Thu. Feb 29th, 2024
The outdoors is... great!

Today’s blog comes from Sarah Higginson, Market Development Specialist at Ontario Parks.

August is over and so is the 30×30 Healthy Parks Healthy People Challenge.

This was the first year I took on the challenge (not counting the year I did it for two days and then got distracted) and it was a magical month-long adventure filled with scenery, sunshine, and even some self-awareness.

Challenge accepted

I have to say I started the challenge feeling pretty satisfied.

I already try to get outdoors a lot: walks, bike rides, and endless work in my garden. So, I was curious to see what additional benefits I would feel by committing to spending 30 minutes in nature for 30 days.

August arrived and I spent a few days exploring the area around Lake St. Peter Provincial Park. One day I paddled a canoe and the next day I paddled a kayak. There was lots of swimming, quiet walks in the woods and coffee on misty mornings.

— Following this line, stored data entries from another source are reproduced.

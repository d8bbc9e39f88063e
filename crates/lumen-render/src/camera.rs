//! Camera poses, the fly controller, and per-mode view/projection selection

use glam::{Mat4, Quat, Vec2, Vec3};

/// Where the fly camera starts and returns to on reset
pub const START_POSITION: Vec3 = Vec3::new(0.0, 0.0, -3.0);
/// Default look-at offset; normalized it is the default forward direction
/// for cameras and lights
pub const START_LOOK_AT: Vec3 = Vec3::new(0.0, 0.0, 3.0);

/// Vertical field of view of every perspective camera, in degrees
pub const FOV_Y_DEGREES: f32 = 90.0;
pub const NEAR_PLANE: f32 = 0.1;
pub const FAR_PLANE: f32 = 200.0;

pub const MINIMAP_NEAR: f32 = 0.1;
pub const MINIMAP_FAR: f32 = 100.0;
pub const DEFAULT_MINIMAP_ORTHO_HEIGHT: f32 = 25.0;

/// Mouse-drag look sensitivity, radians per pixel
pub const LOOK_SPEED: f32 = 0.005;

/// Largest |forward.y| a pitch rotation may reach before it is refused
const MAX_PITCH_Y: f32 = 0.995;

/// Position plus orientation of anything that can be looked through
#[derive(Debug, Clone, Copy, PartialEq)]
pub struct CameraPose {
    pub position: Vec3,
    pub forward: Vec3,
    pub up: Vec3,
}

impl Default for CameraPose {
    fn default() -> Self {
        Self::new(START_POSITION)
    }
}

impl CameraPose {
    /// Pose at `position` facing the default direction with world up
    pub fn new(position: Vec3) -> Self {
        Self {
            position,
            forward: START_LOOK_AT.normalize(),
            up: Vec3::Y,
        }
    }

    pub fn view_matrix(&self) -> Mat4 {
        Mat4::look_to_rh(self.position, self.forward, self.up)
    }

    /// Screen-right direction in world space
    pub fn right(&self) -> Vec3 {
        self.forward.cross(self.up).normalize_or(Vec3::X)
    }

    /// Axis in the horizontal plane perpendicular to forward
    fn horizontal_axis(&self) -> Vec3 {
        Vec3::Y.cross(self.forward).normalize_or(Vec3::X)
    }

    /// Yaw around world Y
    pub fn rotate_y(&mut self, angle: f32) {
        self.forward = (Quat::from_axis_angle(Vec3::Y, angle) * self.forward).normalize();
        let hor = self.horizontal_axis();
        self.up = self.forward.cross(hor).normalize_or(Vec3::Y);
    }

    /// Pitch around the horizontal axis
    pub fn rotate_x(&mut self, angle: f32) {
        let hor = self.horizontal_axis();
        let forward = (Quat::from_axis_angle(hor, angle) * self.forward).normalize();
        if forward.y.abs() > MAX_PITCH_Y {
            return;
        }
        self.forward = forward;
        self.up = self.forward.cross(hor).normalize_or(Vec3::Y);
    }

    /// Apply a mouse-drag delta in pixels (dragging moves the view with the cursor)
    pub fn look(&mut self, drag: Vec2) {
        let delta = -drag * LOOK_SPEED;
        if delta.x != 0.0 {
            self.rotate_y(delta.x);
        }
        if delta.y != 0.0 {
            self.rotate_x(delta.y);
        }
    }
}

/// Which pose and projection the main pass renders with
#[derive(Debug, Clone, Copy, PartialEq, Eq, Default)]
pub enum CameraMode {
    #[default]
    Fly,
    ThirdPerson,
    Minimap,
    Light,
}

impl CameraMode {
    pub const ALL: [CameraMode; 4] = [
        CameraMode::Fly,
        CameraMode::ThirdPerson,
        CameraMode::Minimap,
        CameraMode::Light,
    ];

    pub fn label(self) -> &'static str {
        match self {
            CameraMode::Fly => "Fly Camera",
            CameraMode::ThirdPerson => "Third Person Camera",
            CameraMode::Minimap => "Minimap Camera",
            CameraMode::Light => "Light Camera",
        }
    }

    /// Keyboard shortcut toggle between fly and third person
    pub fn toggled_view(self) -> Self {
        match self {
            CameraMode::Fly => CameraMode::ThirdPerson,
            _ => CameraMode::Fly,
        }
    }
}

/// Keys and mouse state sampled for one frame of fly movement
#[derive(Debug, Clone, Copy, Default, PartialEq)]
pub struct FlyInput {
    pub forward: bool,
    pub back: bool,
    pub left: bool,
    pub right: bool,
    pub up: bool,
    pub down: bool,
    /// Shift: stronger acceleration and higher top speed
    pub fast: bool,
    /// Alt: low top speed
    pub slow: bool,
    /// Cursor movement in pixels while the look button is held
    pub look_drag: Vec2,
}

/// Velocity-based free-flight movement with decay
#[derive(Debug, Clone, Copy, Default, PartialEq)]
pub struct FlyController {
    pub velocity: Vec3,
}

impl FlyController {
    pub const ACCELERATION: f32 = 0.05;
    pub const MAX_SPEED: f32 = 1.0;
    pub const FAST_ACCELERATION: f32 = 1.0;
    pub const FAST_MAX_SPEED: f32 = 2.0;
    pub const SLOW_MAX_SPEED: f32 = 0.3;
    pub const DECAY: f32 = 0.6;
    pub const STOP_SPEED: f32 = 0.001;

    /// Advance `pose` by one frame of input
    pub fn apply(&mut self, pose: &mut CameraPose, input: &FlyInput) {
        let (mut acceleration, mut max_speed) = (Self::ACCELERATION, Self::MAX_SPEED);
        if input.fast {
            acceleration = Self::FAST_ACCELERATION;
            max_speed = Self::FAST_MAX_SPEED;
        }
        if input.slow {
            max_speed = Self::SLOW_MAX_SPEED;
        }

        let right = pose.right();
        let mut push = Vec3::ZERO;
        if input.left {
            push -= right;
        }
        if input.right {
            push += right;
        }
        if input.forward {
            push += pose.forward;
        }
        if input.back {
            push -= pose.forward;
        }
        if input.up {
            push += pose.up;
        }
        if input.down {
            push -= pose.up;
        }
        let push = push * acceleration;

        self.velocity += push;
        if self.velocity.length() > max_speed {
            self.velocity = self.velocity.normalize() * max_speed;
        }
        pose.position += self.velocity;

        if push == Vec3::ZERO {
            self.velocity *= Self::DECAY;
            if self.velocity.length() < Self::STOP_SPEED {
                self.velocity = Vec3::ZERO;
            }
        }

        pose.look(input.look_drag);
    }

    pub fn stop(&mut self) {
        self.velocity = Vec3::ZERO;
    }
}

/// Offsets of the third-person camera relative to the fly pose
#[derive(Debug, Clone, Copy, PartialEq)]
pub struct ThirdPersonSettings {
    pub follow_distance: f32,
    pub height_offset: f32,
    pub side_offset: f32,
}

impl Default for ThirdPersonSettings {
    fn default() -> Self {
        Self {
            follow_distance: 5.0,
            height_offset: 1.5,
            side_offset: 1.5,
        }
    }
}

/// Over-the-shoulder pose trailing `fly`
pub fn third_person_pose(fly: &CameraPose, settings: &ThirdPersonSettings) -> CameraPose {
    let side = fly.forward.cross(Vec3::Y).normalize_or(Vec3::X);
    let position = fly.position - settings.follow_distance * fly.forward
        + Vec3::new(0.0, settings.height_offset, 0.0)
        + side * settings.side_offset;
    CameraPose {
        position,
        forward: fly.forward,
        up: side.cross(fly.forward),
    }
}

/// Top-down pose above `fly`, with the top of the map pointing where `fly` faces
pub fn minimap_pose(fly: &CameraPose) -> CameraPose {
    let heading = Vec3::new(fly.forward.x, 0.0, fly.forward.z);
    CameraPose {
        position: fly.position,
        forward: Vec3::NEG_Y,
        up: heading.normalize_or(Vec3::Z),
    }
}

pub fn perspective(aspect: f32) -> Mat4 {
    Mat4::perspective_rh(FOV_Y_DEGREES.to_radians(), aspect.max(1e-4), NEAR_PLANE, FAR_PLANE)
}

pub fn minimap_orthographic(half_height: f32, aspect: f32) -> Mat4 {
    let half_width = half_height * aspect;
    Mat4::orthographic_rh(
        -half_width,
        half_width,
        -half_height,
        half_height,
        MINIMAP_NEAR,
        MINIMAP_FAR,
    )
}

/// View and projection chosen for one frame
#[derive(Debug, Clone, Copy, PartialEq)]
pub struct FrameView {
    pub mode: CameraMode,
    pub pose: CameraPose,
    pub view: Mat4,
    pub projection: Mat4,
}

impl FrameView {
    pub fn view_projection(&self) -> Mat4 {
        self.projection * self.view
    }
}

/// The fly camera plus the poses derived from it
#[derive(Debug, Clone, Default)]
pub struct CameraRig {
    pub fly: CameraPose,
    pub controller: FlyController,
    pub third_person: ThirdPersonSettings,
}

impl CameraRig {
    pub fn reset_fly(&mut self) {
        self.fly = CameraPose::default();
        self.controller.stop();
    }

    pub fn update_fly(&mut self, input: &FlyInput) {
        self.controller.apply(&mut self.fly, input);
    }

    pub fn third_person_pose(&self) -> CameraPose {
        third_person_pose(&self.fly, &self.third_person)
    }

    pub fn minimap_pose(&self) -> CameraPose {
        minimap_pose(&self.fly)
    }

    /// Pose and projection for `mode`. `light` is the pose of the selected
    /// light, used in light mode.
    pub fn frame_view(
        &self,
        mode: CameraMode,
        aspect: f32,
        minimap_ortho_height: f32,
        light: &CameraPose,
    ) -> FrameView {
        let (pose, projection) = match mode {
            CameraMode::Fly => (self.fly, perspective(aspect)),
            CameraMode::ThirdPerson => (self.third_person_pose(), perspective(aspect)),
            CameraMode::Minimap => (
                self.minimap_pose(),
                minimap_orthographic(minimap_ortho_height, aspect),
            ),
            CameraMode::Light => (*light, perspective(aspect)),
        };
        FrameView {
            mode,
            pose,
            view: pose.view_matrix(),
            projection,
        }
    }
}

#[cfg(test)]
mod tests {
    use super::*;

    fn close(a: Vec3, b: Vec3) -> bool {
        (a - b).length() < 1e-4
    }

    #[test]
    fn default_pose_faces_positive_z() {
        let pose = CameraPose::default();
        assert_eq!(pose.position, START_POSITION);
        assert!(close(pose.forward, Vec3::Z));
        assert!(close(pose.right(), Vec3::NEG_X));
    }

    #[test]
    fn yaw_keeps_up_vertical() {
        let mut pose = CameraPose::default();
        pose.rotate_y(std::f32::consts::FRAC_PI_2);
        assert!(close(pose.forward, Vec3::X));
        assert!(close(pose.up, Vec3::Y));
    }

    #[test]
    fn pitch_is_refused_at_the_pole() {
        let mut pose = CameraPose::default();
        pose.rotate_x(-std::f32::consts::FRAC_PI_2);
        assert!(close(pose.forward, Vec3::Z));
    }

    #[test]
    fn fly_accelerates_and_clamps() {
        let mut pose = CameraPose::default();
        let mut ctl = FlyController::default();
        let input = FlyInput {
            forward: true,
            ..Default::default()
        };
        ctl.apply(&mut pose, &input);
        assert!((ctl.velocity.length() - FlyController::ACCELERATION).abs() < 1e-6);
        for _ in 0..100 {
            ctl.apply(&mut pose, &input);
        }
        assert!((ctl.velocity.length() - FlyController::MAX_SPEED).abs() < 1e-5);
        assert!(pose.position.z > START_POSITION.z);
    }

    #[test]
    fn fly_decays_to_rest() {
        let mut pose = CameraPose::default();
        let mut ctl = FlyController {
            velocity: Vec3::new(0.0, 0.0, 1.0),
        };
        for _ in 0..20 {
            ctl.apply(&mut pose, &FlyInput::default());
        }
        assert_eq!(ctl.velocity, Vec3::ZERO);
    }

    #[test]
    fn slow_modifier_caps_speed() {
        let mut pose = CameraPose::default();
        let mut ctl = FlyController::default();
        let input = FlyInput {
            forward: true,
            fast: true,
            slow: true,
            ..Default::default()
        };
        ctl.apply(&mut pose, &input);
        assert!((ctl.velocity.length() - FlyController::SLOW_MAX_SPEED).abs() < 1e-6);
    }

    #[test]
    fn third_person_trails_behind_and_above() {
        let fly = CameraPose::new(Vec3::ZERO);
        let pose = third_person_pose(&fly, &ThirdPersonSettings::default());
        assert!(close(pose.position, Vec3::new(-1.5, 1.5, -5.0)));
        assert!(close(pose.forward, fly.forward));
        assert!(close(pose.up, Vec3::Y));
    }

    #[test]
    fn minimap_looks_down_with_heading_up() {
        let mut fly = CameraPose::new(Vec3::new(3.0, 2.0, 1.0));
        fly.rotate_y(std::f32::consts::FRAC_PI_2);
        let pose = minimap_pose(&fly);
        assert_eq!(pose.position, fly.position);
        assert_eq!(pose.forward, Vec3::NEG_Y);
        assert!(close(pose.up, Vec3::X));
    }

    #[test]
    fn minimap_mode_uses_orthographic_projection() {
        let rig = CameraRig::default();
        let light = CameraPose::new(Vec3::new(6.0, 3.0, -10.0));
        let ortho = rig.frame_view(CameraMode::Minimap, 2.0, 25.0, &light);
        assert_eq!(ortho.projection, minimap_orthographic(25.0, 2.0));
        let lit = rig.frame_view(CameraMode::Light, 2.0, 25.0, &light);
        assert_eq!(lit.view, light.view_matrix());
        assert_eq!(lit.projection, perspective(2.0));
    }

    #[test]
    fn view_toggle_returns_to_fly() {
        assert_eq!(CameraMode::Fly.toggled_view(), CameraMode::ThirdPerson);
        assert_eq!(CameraMode::ThirdPerson.toggled_view(), CameraMode::Fly);
        assert_eq!(CameraMode::Light.toggled_view(), CameraMode::Fly);
    }
}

Variety is the spice of life

The challenge is not just about pristine nature: urban nature counts too!

Had some great hikes on trails near a local river. I wasn’t always active: I had lazy days where I would relax or read in my yard, listening to the noisy blue jays and woodpeckers that prowl my neighborhood.

I wasn’t always completely successful. Does the day I spent 30 minutes on my porch hiding from a pouring rain count as time in nature? Maybe not.

See also  my experience as an artist in residence

In the middle of the month I was lucky enough to go on a camping adventure and that’s when I started to really feel the benefits of time spent outdoors.

I love nature!

I noticed something very interesting after sleeping under the stars (well, in a tent under the stars) for a few nights.

Tent in a wooded area next to a lakeMy average resting heart rate dropped more than 10 beats per minute after a few days outdoors.

Is this purely anecdotal? Yeah.

Are all the scientists I know rolling their eyes? Guaranteed.

But did it make me think about the power nature has to make us feel better? Absolutely.

The reliability of my fitness tracker aside, I also felt great: I slept better, my food tasted better, I was more patient with my kids and my dogs, and I even accepted that spiders were my new roommates and that everything What he had was covered in a scandalous cloth. amount of sand (and pine gum, a great combination!).

Fact: nature is amazing!

Although I already felt like I was spending a lot of time outdoors, when I stopped and paid attention to how nature made me feel, I was surprised to notice the different ways nature made me feel great.

But you don’t have to take my word for it!

Recent scientific studies have shown that:

  • The smell of fresh pine can reduce depression and anxiety.
  • Interacting with natural spaces for 20 to 30 minutes, three days a week, can reduce blood pressure and stress.
  • Seeing natural landscapes can improve our mood.
  • Getting outside can revitalize our bodies and awaken our minds.

With all that evidence, it’s no wonder time spent outdoors made me feel so good.

See also  A canoe trip to each cardinal point of Wabakimi Provincial Park

Experience nature 365 days a year.

I think it’s official: I’m addicted to nature!

As August came to a close, I was already planning how to continue getting my daily dose of nature in the fall and winter.

My ideas include evening nature walks, working with my kids to observe and record the changing seasons as we move from summer to fall, and hopefully doing a few more dives in some of our amazing Ontario lakes if the weather allows it.

We are all longing for nature, this year more than ever, and I can’t wait to continue enjoying it all year long!

Children playing in an urban pine forest

Your turn!

We loved seeing all the posts on social media showing how people were tackling (and rocking) the 30×30 Challenge!

Let’s continue using the hashtags #HPHP and #30x30Challenge. We’d love to hear what you noticed during the challenge.

What was your favorite outdoor experience this August? And most importantly, how are you going to maintain your new habit throughout the year?